No siguió con lo del «opio del pueblo» ni con ninguna otra frase porque de mo­mento le faltó aliento. Pero, tras tragar un poco de saliva, sigue en retahíla:

—No me negará, hablando de Papas, que lo de Alejandro VI no tiene nombre. Pues, ¿y el comportamiento de Pío XII cuando la dominación nazi? ¿Recuerda lo de Galileo? Pues, no me diga; que ya se necesita ser retrógrado para escribir, a finales del XX, un documento como ése de ética sexual.

Señor, qué hacer: ¿reírse o indignarse? Paso la mano por el lomo de la rabia del «enteradísimo» muchacho. ¿Manipula alguien también esta ira...? Bueno, pues yo lo apaciguo. Reservo mi enérgica y no respetuosa protesta contra el torpe, torpísimo, educador, si existiese y tal nombre mereciere, que con tanta saña y con tan mala siembra ha trabajado los surcos, recién abiertos, de esta inteligencia juvenil. Orín de tópicos apestados, apelmazados, cenagosos, cubriendo los errores que quieren acuñar nueva moneda con sospechas de medias verdades...
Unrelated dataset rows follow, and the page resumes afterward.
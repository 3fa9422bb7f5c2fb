//! Convolution attributes and shape inference
//!
//! `ConvAttributes` is the immutable logical description of a convolution
//! node: kernel extent, padding, strides, dilations, group count, and an
//! optional fused-activation clamp. Missing attributes resolve to the
//! conventional defaults (zero pads, unit strides and dilations); an omitted
//! kernel shape is taken from the weight's spatial dims.
//!
//! Output shape inference lives here because both the execution dispatcher
//! and the tests need it, and it must not depend on any backend state.

use serde::{Deserialize, Serialize};

use crate::error::{DespacharError, Result};

/// Auto-padding mode of the node
#[derive(Debug, Clone, Copy, Default, PartialEq, Eq, Serialize, Deserialize)]
pub enum AutoPad {
    /// Explicit pads are used as given
    #[default]
    NotSet,
    /// TensorFlow-style SAME with the larger half of the padding at
    /// bottom/right; output extent is `ceil(input / stride)`
    SameUpper,
    /// SAME with the larger half at top/left; not claimed by this engine
    SameLower,
    /// No padding regardless of the pads attribute
    Valid,
}

/// Logical convolution description, immutable after construction
///
/// # Examples
///
/// ```
/// use despachar::conv::attributes::ConvAttributes;
///
/// let attrs = ConvAttributes::default()
///     .with_kernel_shape([3, 3])
///     .with_strides([2, 2])
///     .with_group(1);
/// assert_eq!(attrs.strides, [2, 2]);
/// ```
#[derive(Debug, Clone, PartialEq, Serialize, Deserialize)]
pub struct ConvAttributes {
    /// Auto-padding mode
    pub auto_pad: AutoPad,
    /// Kernel spatial extent; `None` means "take it from the weight"
    pub kernel_shape: Option<[usize; 2]>,
    /// Explicit input padding: top, left, bottom, right
    pub pads: [usize; 4],
    /// Stride per spatial axis
    pub strides: [usize; 2],
    /// Dilation per spatial axis
    pub dilations: [usize; 2],
    /// Number of convolution groups
    pub group: usize,
    /// Output clamp fused from a downstream Clip/Relu, if any
    pub clip_min_max: Option<(f32, f32)>,
    /// Name of the fused activation, if any
    pub activation: Option<String>,
}

impl Default for ConvAttributes {
    fn default() -> Self {
        Self {
            auto_pad: AutoPad::NotSet,
            kernel_shape: None,
            pads: [0; 4],
            strides: [1, 1],
            dilations: [1, 1],
            group: 1,
            clip_min_max: None,
            activation: None,
        }
    }
}

impl ConvAttributes {
    /// Set the kernel spatial extent
    #[must_use]
    pub fn with_kernel_shape(mut self, kernel_shape: [usize; 2]) -> Self {
        self.kernel_shape = Some(kernel_shape);
        self
    }

    /// Set explicit pads (top, left, bottom, right)
    #[must_use]
    pub fn with_pads(mut self, pads: [usize; 4]) -> Self {
        self.pads = pads;
        self
    }

    /// Set strides
    #[must_use]
    pub fn with_strides(mut self, strides: [usize; 2]) -> Self {
        self.strides = strides;
        self
    }

    /// Set dilations
    #[must_use]
    pub fn with_dilations(mut self, dilations: [usize; 2]) -> Self {
        self.dilations = dilations;
        self
    }

    /// Set the group count
    #[must_use]
    pub fn with_group(mut self, group: usize) -> Self {
        self.group = group;
        self
    }

    /// Set the auto-padding mode
    #[must_use]
    pub fn with_auto_pad(mut self, auto_pad: AutoPad) -> Self {
        self.auto_pad = auto_pad;
        self
    }

    /// Attach a fused activation clamp
    #[must_use]
    pub fn with_clip(mut self, min: f32, max: f32) -> Self {
        self.clip_min_max = Some((min, max));
        self
    }

    /// Attach a fused activation tag
    #[must_use]
    pub fn with_activation(mut self, activation: impl Into<String>) -> Self {
        self.activation = Some(activation.into());
        self
    }

    /// Resolve the kernel spatial extent against the weight shape
    ///
    /// The weight is still in the `{M, C/g, kH, kW}` layout at this point
    /// (resolution happens before prepack). An explicit kernel shape must
    /// match the weight's spatial dims.
    ///
    /// # Errors
    ///
    /// Returns `InvalidShape` on a non-4D weight or a mismatched explicit
    /// kernel shape, or if any kernel extent is zero.
    pub fn resolve_kernel_shape(&self, weight_shape: &[usize]) -> Result<[usize; 2]> {
        if weight_shape.len() != 4 {
            return Err(DespacharError::InvalidShape {
                reason: format!("Weight must be 4-D, got shape {weight_shape:?}"),
            });
        }
        let from_weight = [weight_shape[2], weight_shape[3]];
        let kernel_shape = match self.kernel_shape {
            Some(explicit) => {
                if explicit != from_weight {
                    return Err(DespacharError::InvalidShape {
                        reason: format!(
                            "kernel_shape attribute {explicit:?} doesn't match weight spatial dims {from_weight:?}"
                        ),
                    });
                }
                explicit
            }
            None => from_weight,
        };
        if kernel_shape.contains(&0) {
            return Err(DespacharError::InvalidShape {
                reason: "Kernel extents must be non-zero".to_string(),
            });
        }
        Ok(kernel_shape)
    }

    /// Check that the group count divides both channel counts evenly
    ///
    /// # Errors
    ///
    /// Returns `PreconditionViolation` if `group` is zero or doesn't divide
    /// `channels_in` / `channels_out`.
    pub fn validate_groups(&self, channels_in: usize, channels_out: usize) -> Result<()> {
        if self.group == 0 {
            return Err(DespacharError::PreconditionViolation {
                input: "group".to_string(),
                reason: "group count must be at least 1".to_string(),
            });
        }
        if channels_in % self.group != 0 || channels_out % self.group != 0 {
            return Err(DespacharError::PreconditionViolation {
                input: "group".to_string(),
                reason: format!(
                    "group count {} must divide input channels {} and output channels {}",
                    self.group, channels_in, channels_out
                ),
            });
        }
        Ok(())
    }

    /// Infer the output spatial extents for the given input extents
    ///
    /// Pure function of the attributes, so repeated calls with the same input
    /// always agree. A zero input extent yields a zero output extent; the
    /// dispatcher turns any zero-element output into an early return.
    ///
    /// # Errors
    ///
    /// Returns `InvalidShape` if the dilated kernel window doesn't fit the
    /// padded input.
    pub fn infer_output_dims(
        &self,
        kernel_shape: [usize; 2],
        input_hw: [usize; 2],
    ) -> Result<[usize; 2]> {
        let height = self.infer_axis(input_hw[0], kernel_shape[0], self.strides[0], self.dilations[0], self.pads[0], self.pads[2])?;
        let width = self.infer_axis(input_hw[1], kernel_shape[1], self.strides[1], self.dilations[1], self.pads[1], self.pads[3])?;
        Ok([height, width])
    }

    fn infer_axis(
        &self,
        extent: usize,
        kernel: usize,
        stride: usize,
        dilation: usize,
        pad_begin: usize,
        pad_end: usize,
    ) -> Result<usize> {
        if extent == 0 {
            return Ok(0);
        }
        match self.auto_pad {
            AutoPad::SameUpper | AutoPad::SameLower => Ok(extent.div_ceil(stride)),
            AutoPad::NotSet | AutoPad::Valid => {
                let (pad_begin, pad_end) = if self.auto_pad == AutoPad::Valid {
                    (0, 0)
                } else {
                    (pad_begin, pad_end)
                };
                let effective_kernel = dilation * (kernel - 1) + 1;
                let padded = extent + pad_begin + pad_end;
                if padded < effective_kernel {
                    return Err(DespacharError::InvalidShape {
                        reason: format!(
                            "Dilated kernel extent {effective_kernel} exceeds padded input extent {padded}"
                        ),
                    });
                }
                Ok((padded - effective_kernel) / stride + 1)
            }
        }
    }
}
—Óyeme: ¿quién te mezcla todo eso? Se­guro que tu manera de hablar —porque to­davía no cabe decir tu manera da pensar— te la inculca una de esas personas infelices que disfrutan intentando persuadir de que no es razonable estar convencido de nada. Eso huele muy mal, amigo. Estaría bien que, al contrario, comiences a experimentar, por lo pronto, que sólo cuando se cree decidida­mente en algo la vida tiene sentido. Pon tu ánimo en esta situación y verás en seguida cómo tu «antigua fe»...

—Bien, bien —me interrumpe—; pero, de todas formas, los de mi curso preparamos un pliego, de firmas de alumnos en el que exigimos se suprima la enseñanza de la re­ligión en el Bachillerato.

Al oír esta «exigencia» he empezado a te­mer de dónde vienen los tiros.